===== MATERIAL FOR THIS TASK =====

// ============================================================================
// Numeric Module
// Arbitrary-precision decimal arithmetic under a fixed precision context
// ============================================================================
//
// This module provides:
// - Dec: big-integer-backed decimal value
// - MathContext / RoundingMode / DECIMAL64: the precision context
// - DecOperand: conversion of foreign operands (integers, floats, Decimal)
// - NumericError: Error types for construction and arithmetic
// - Tolerance helpers and RequirementFailed
//
// Design principles:
// - Exact add/sub/mul, context-rounded div/pow/sqrt
// - Value equality and ordering, independent of scale
// - Fallible operations return Result; operators panic only on misuse

mod context;
mod convert;
mod dec;
mod errors;
mod ops;
mod tolerance;

pub use context::{MathContext, RoundingMode, DECIMAL64};
pub use convert::DecOperand;
pub use dec::{max, min, Dec};
pub use errors::{NumericError, NumericResult};
pub use tolerance::{RequirementFailed, DEFAULT_TOLERANCE};
// ============================================================================
// Tolerance Helpers
// Exact and relative-tolerance assertions for validation and test code
// ============================================================================

use super::convert::DecOperand;
use super::dec::Dec;
use std::fmt;

/// Default relative tolerance for [`Dec::is_almost_equals`].
pub const DEFAULT_TOLERANCE: f64 = 1e-15;

/// A value check made by [`Dec::require_equals`] or
/// [`Dec::require_almost_equals`] did not hold.
#[derive(Debug, Clone, PartialEq, Eq)]
pub struct RequirementFailed {
    message: String,
}

impl RequirementFailed {
    fn new(message: String) -> Self {
        tracing::debug!("requirement failed: {}", message);
        Self { message }
    }

    /// Human-readable description naming both values.
    pub fn message(&self) -> &str {
        &self.message
    }
}

impl fmt::Display for RequirementFailed {
    fn fmt(&self, f: &mut fmt::Formatter<'_>) -> fmt::Result {
        f.write_str(&self.message)
    }
}

impl std::error::Error for RequirementFailed {}

/// Canonical text of an operand, or a marker for non-finite floats.
fn describe<T: DecOperand>(value: &T) -> String {
    value
        .to_dec()
        .map(|value| value.to_string())
        .unwrap_or_else(|_| "a non-finite number".to_string())
}

impl Dec {
    /// Fail unless `self` equals `other` by value.
    ///
    /// # Errors
    /// Returns `RequirementFailed("<self> is not equal to <other>")`.
    pub fn require_equals<T: DecOperand>(&self, other: T) -> Result<(), RequirementFailed> {
        if self.equals_to(&other) {
            Ok(())
        } else {
            Err(RequirementFailed::new(format!(
                "{} is not equal to {}",
                self,
                describe(&other)
            )))
        }
    }

    /// `|self / other - 1| <= DEFAULT_TOLERANCE`
    #[inline]
    pub fn is_almost_equals<T: DecOperand>(&self, other: T) -> bool {
        self.is_almost_equals_within(other, DEFAULT_TOLERANCE)
    }

    /// Relative comparison: `|self / other - 1| <= tolerance`.
    ///
    /// A zero `other` has no relative scale, so it is only close to zero.
    /// Non-finite operands or tolerances are never close to anything.
    pub fn is_almost_equals_within<T: DecOperand>(&self, other: T, tolerance: f64) -> bool {
        let (Ok(other), Ok(tolerance)) = (other.to_dec(), Dec::from_f64(tolerance)) else {
            return false;
        };
        if other.is_zero() {
            return self.is_zero();
        }

        match self.checked_div(&other) {
            Ok(ratio) => (ratio - 1).abs() <= tolerance,
            Err(_) => false,
        }
    }

    /// Fail unless `self` is within [`DEFAULT_TOLERANCE`] of `other`.
    ///
    /// # Errors
    /// Returns `RequirementFailed("<self> is not close to <other>")`.
    #[inline]
    pub fn require_almost_equals<T: DecOperand>(&self, other: T) -> Result<(), RequirementFailed> {
        self.require_almost_equals_within(other, DEFAULT_TOLERANCE)
    }

    /// Fail unless `self` is within `tolerance` of `other`.
    ///
    /// # Errors
    /// Returns `RequirementFailed("<self> is not close to <other>")`.
    pub fn require_almost_equals_within<T: DecOperand>(
        &self,
        other: T,
        tolerance: f64,
    ) -> Result<(), RequirementFailed> {
        if self.is_almost_equals_within(&other, tolerance) {
            Ok(())
        } else {
            Err(RequirementFailed::new(format!(
                "{} is not close to {}",
                self,
                describe(&other)
            )))
        }
    }
}

#[cfg(test)]
mod tests {
    use super::*;

    fn float(f: f64) -> Dec {
        Dec::from_f64(f).unwrap()
    }

    #[test]
    fn test_require_equals() {
        float(3.141592653589793).require_equals(3.141592653589793).unwrap();
        "17.000".parse::<Dec>().unwrap().require_equals(17).unwrap();
        Dec::from(17i64).require_equals(17.0).unwrap();
        float(2.0).require_equals("2.00".parse::<Dec>().unwrap()).unwrap();
    }

    #[test]
    fn test_require_equals_message() {
        let err = float(1.5).require_equals(2).unwrap_err();
        assert_eq!(err.message(), "1.5 is not equal to 2.0");
        assert_eq!(err.to_string(), "1.5 is not equal to 2.0");

        let err = float(1.5).require_equals(f64::NAN).unwrap_err();
        assert_eq!(err.message(), "1.5 is not equal to a non-finite number");
    }

    #[test]
    fn test_is_almost_equals() {
        assert!(float(1.0).is_almost_equals(1.0));
        assert!(float(1.0).is_almost_equals("1.0000000000000001".parse::<Dec>().unwrap()));
        assert!(!float(1.0).is_almost_equals(1.00001));
        assert!(float(1.0).is_almost_equals_within(1.00001, 1e-4));
        assert!(!float(1.0).is_almost_equals_within(1.0, f64::NAN));
    }

    #[test]
    fn test_almost_equals_zero_other() {
        assert!(Dec::ZERO.is_almost_equals(0));
        assert!(!float(1e-20).is_almost_equals(0));
        assert!(!Dec::ZERO.is_almost_equals(1e-20));
    }

    #[test]
    fn test_require_almost_equals() {
        float(3.0).powf(1.5).unwrap().require_almost_equals(5.196152422706632).unwrap();

        let num = Dec::from(5);
        num.sqrt()
            .unwrap()
            .require_almost_equals(num.powf(0.5).unwrap())
            .unwrap();

        let err = float(1.0).require_almost_equals(1.1).unwrap_err();
        assert_eq!(err.message(), "1.0 is not close to 1.1");
    }
}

=====

WHAT IS NEEDED:
Search the data for the string "super" and copy every line where it appears.

RESPONSE AREA:
use super::convert::DecOperand;
use super::dec::Dec;
    use super::*;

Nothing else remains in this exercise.